After a long time and lengthy travels, in which she visited her birthplace Paris, and New York, and was reunited with old companions as part of the moving and awe-inspiring Steins Collect show, SFMoMA's Mona Lisa is back.
That would be Matisse's Femme au Chapeau, a portrait of Mme Matisse whose wild and vivid colors, still striking 107 years after the painting first shocked the Parisian public, led a derisive critic to christen Matisse and his ilk wild beasts (fauves). Thus the Fauvist School was named. It's odd how many styles (like Gothic or Impressionist) were named by people who were attacking them. Matisse was once asked what color Mme Matisse was actually wearing when she sat for this portrait, and he said, "Black, of course."

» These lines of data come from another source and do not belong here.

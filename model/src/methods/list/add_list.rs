use crate::JsonRpcRequest;
use std::{
    convert::{TryFrom, TryInto},
    error::Error,
    fmt::Display,
};
use uuid::Uuid;

#[derive(Clone, Debug, serde::Serialize, serde::Deserialize)]
#[serde(try_from = "ParamsBuilder")]
#[non_exhaustive]
pub struct Params {
    pub name: String,
}

impl Params {
    pub fn new(name: String) -> Result<Self, InvalidParams> {
        if name.trim().is_empty() {
            return Err(InvalidParams::EmptyName);
        }
        Ok(Self { name })
    }
}

impl TryFrom<JsonRpcRequest> for Params {
    type Error = InvalidParams;

    fn try_from(request: JsonRpcRequest) -> Result<Self, Self::Error> {
        let builder: ParamsBuilder =
            crate::parse_params(request).map_err(InvalidParams::InvalidFormat)?;
        builder.try_into()
    }
}

impl TryFrom<ParamsBuilder> for Params {
    type Error = InvalidParams;

    fn try_from(builder: ParamsBuilder) -> Result<Self, Self::Error> {
        Params::new(builder.name)
    }
}

#[derive(serde::Deserialize)]
struct ParamsBuilder {
    name: String,
}

#[derive(Debug)]
pub enum InvalidParams {
    InvalidFormat(serde_json::Error),
    EmptyName,
}

impl Error for InvalidParams {}

impl Display for InvalidParams {
    fn fmt(&self, f: &mut std::fmt::Formatter<'_>) -> std::fmt::Result {
        let output = match self {
            InvalidParams::InvalidFormat(serde_error) => {
                crate::invalid_params_serde_message(serde_error)
            }
            InvalidParams::EmptyName => crate::generic_invalid_value_message("name"),
        };
        write!(f, "{}", output)
    }
}

#[derive(serde::Serialize, serde::Deserialize, Debug, Clone)]
#[non_exhaustive]
pub struct MethodResult {
    pub id: Uuid,
    pub name: String,
}

impl MethodResult {
    pub fn new(id: Uuid, name: String) -> Self {
        Self { id, name }
    }
}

This has always been my favorite painting at the museum. Comically, I could not take a picture of it when it was part of the Stein exhibit, but now that it's back in its regular place on the second floor, I can snap away (without flash, of course). Buying this painting, one of the centerpieces of their collection, is described in interesting and not entirely accurate detail by Gertrude Stein in The Autobiography of Alice B Toklas.
Sister-in-law Sarah Stein is back, too, from the same trip, and is on the wall opposite, where she silently asserts that it was she and her husband Michael who really understood Matisse. And that is true. Gertrude was more about Picasso.
Due to a planned renovation and expansion, the museum is scheduled to close next spring for about two years. I'm not sure where the collection is going during that time, but I suspect most of it won't be readily on view, so it won't hurt to pay a few more visits in the months that remain.